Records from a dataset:
++++++++++
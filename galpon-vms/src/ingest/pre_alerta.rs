//! Pre-alerta manifest parser
//!
//! First row carries headers, data follows. All 16 carrier columns must be
//! present by exact name before any row is accepted.

use std::collections::HashMap;

use calamine::Data;

use super::workbook::{
    cell_to_f64, cell_to_opt_string, cell_to_string, first_sheet_cells, header_positions,
    missing_headers, row_is_empty,
};
use super::IngestError;
use crate::models::PreAlertaRecord;

/// Column headers as exported by the carrier, `Buyer Lcation` typo included
pub const REQUIRED_HEADERS: [&str; 16] = [
    "Client",
    "Country",
    "Tracking Number",
    "Weight",
    "Value",
    "Buyer Normalized ID",
    "Buyer",
    "Buyer Address1",
    "Buyer Address1 Number",
    "Buyer Address2",
    "Buyer City",
    "Buyer State",
    "Buyer Lcation",
    "Buyer ZIP",
    "Buyer Phone",
    "Buyer Email",
];

#[derive(Debug)]
pub struct PreAlertaParse {
    pub records: Vec<PreAlertaRecord>,
    /// Rows dropped for lacking a tracking number
    pub skipped: usize,
}

pub fn parse_pre_alerta(bytes: &[u8]) -> Result<PreAlertaParse, IngestError> {
    let grid = first_sheet_cells(bytes)?;
    let header_row = grid.first().ok_or(IngestError::Empty)?;
    let positions = header_positions(header_row);

    let missing = missing_headers(&REQUIRED_HEADERS, &positions);
    if !missing.is_empty() {
        return Err(IngestError::MissingColumns(missing));
    }

    let text = |row: &[Data], name: &str| -> Option<String> {
        positions
            .get(name)
            .and_then(|&idx| row.get(idx))
            .and_then(cell_to_opt_string)
    };
    let number = |row: &[Data], name: &str| -> Option<f64> {
        positions
            .get(name)
            .and_then(|&idx| row.get(idx))
            .and_then(cell_to_f64)
    };

    let mut records = Vec::new();
    let mut skipped = 0;

    for row in grid.iter().skip(1) {
        if row_is_empty(row) {
            continue;
        }
        let tracking = match text(row, "Tracking Number") {
            Some(t) => t,
            None => {
                skipped += 1;
                continue;
            }
        };

        records.push(PreAlertaRecord {
            tracking_number: tracking,
            client: text(row, "Client"),
            country: text(row, "Country"),
            weight: number(row, "Weight"),
            value: number(row, "Value"),
            buyer_normalized_id: text(row, "Buyer Normalized ID"),
            buyer: text(row, "Buyer"),
            buyer_address1: text(row, "Buyer Address1"),
            buyer_address1_number: text(row, "Buyer Address1 Number"),
            buyer_address2: text(row, "Buyer Address2"),
            buyer_city: text(row, "Buyer City"),
            buyer_state: text(row, "Buyer State"),
            buyer_location: text(row, "Buyer Lcation"),
            buyer_zip: text(row, "Buyer ZIP"),
            buyer_phone: text(row, "Buyer Phone"),
            buyer_email: text(row, "Buyer Email"),
            raw_data: raw_row_json(&positions, row),
        });
    }

    Ok(PreAlertaParse { records, skipped })
}

/// Snapshot of the original row for audit, keyed by header text
fn raw_row_json(positions: &HashMap<String, usize>, row: &[Data]) -> Option<String> {
    let mut map = serde_json::Map::new();
    for (name, &idx) in positions {
        if let Some(cell) = row.get(idx) {
            let rendered = cell_to_string(cell);
            if !rendered.is_empty() {
                map.insert(name.clone(), serde_json::Value::String(rendered));
            }
        }
    }
    if map.is_empty() {
        None
    } else {
        serde_json::to_string(&map).ok()
    }
}
//! Sorting progress workbook
//!
//! "Clasificación" lists every package in delivery order (vehicle, then stop
//! number); "Resumen" shows per-vehicle progress.

use rust_xlsxwriter::{Format, Workbook, XlsxError};

use galpon_common::time;

use crate::models::PaqueteClasificacion;
use crate::stats::VehicleProgress;

const PAQUETE_HEADERS: [(&str, f64); 7] = [
    ("Vehículo", 15.0),
    ("Orden", 8.0),
    ("Orden Visita", 12.0),
    ("Tracking Number", 20.0),
    ("Escaneado", 10.0),
    ("Fecha Escaneo", 20.0),
    ("Escaneado Por", 25.0),
];

const RESUMEN_HEADERS: [(&str, f64); 5] = [
    ("Vehículo", 15.0),
    ("Total Paquetes", 15.0),
    ("Escaneados", 12.0),
    ("Pendientes", 12.0),
    ("Progreso %", 12.0),
];

/// `paquetes` must already be in delivery order, `progress` ordered by vehicle
pub fn clasificacion_workbook(
    paquetes: &[PaqueteClasificacion],
    progress: &[VehicleProgress],
) -> Result<Vec<u8>, XlsxError> {
    let header_format = Format::new().set_bold();

    let mut workbook = Workbook::new();
    let sheet = workbook.add_worksheet().set_name("Clasificación")?;
    for (col, (header, width)) in PAQUETE_HEADERS.iter().enumerate() {
        let col = col as u16;
        sheet.write_string_with_format(0, col, *header, &header_format)?;
        sheet.set_column_width(col, *width)?;
    }

    for (idx, paquete) in paquetes.iter().enumerate() {
        let row = idx as u32 + 1;
        sheet.write_string(row, 0, &paquete.vehiculo)?;
        sheet.write_number(row, 1, paquete.orden_numerico as f64)?;
        sheet.write_string(row, 2, &paquete.orden_visita)?;
        sheet.write_string(row, 3, &paquete.tracking_number)?;
        sheet.write_string(row, 4, if paquete.escaneado { "SÍ" } else { "NO" })?;
        if let Some(ts) = paquete.escaneado_at {
            sheet.write_string(row, 5, &time::format_datetime_ar(ts))?;
        }
        if let Some(por) = paquete.escaneado_por.as_deref() {
            sheet.write_string(row, 6, por)?;
        }
    }

    let resumen = workbook.add_worksheet().set_name("Resumen")?;
    for (col, (header, width)) in RESUMEN_HEADERS.iter().enumerate() {
        let col = col as u16;
        resumen.write_string_with_format(0, col, *header, &header_format)?;
        resumen.set_column_width(col, *width)?;
    }

    for (idx, vehicle) in progress.iter().enumerate() {
        let row = idx as u32 + 1;
        resumen.write_string(row, 0, &vehicle.vehiculo)?;
        resumen.write_number(row, 1, vehicle.total as f64)?;
        resumen.write_number(row, 2, vehicle.escaneados as f64)?;
        resumen.write_number(row, 3, vehicle.pendientes as f64)?;
        resumen.write_number(row, 4, vehicle.porcentaje as f64)?;
    }

    workbook.save_to_buffer()
}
++++++++++
If a line above holds the string "HashMap", count it; give the final total as the only output.

2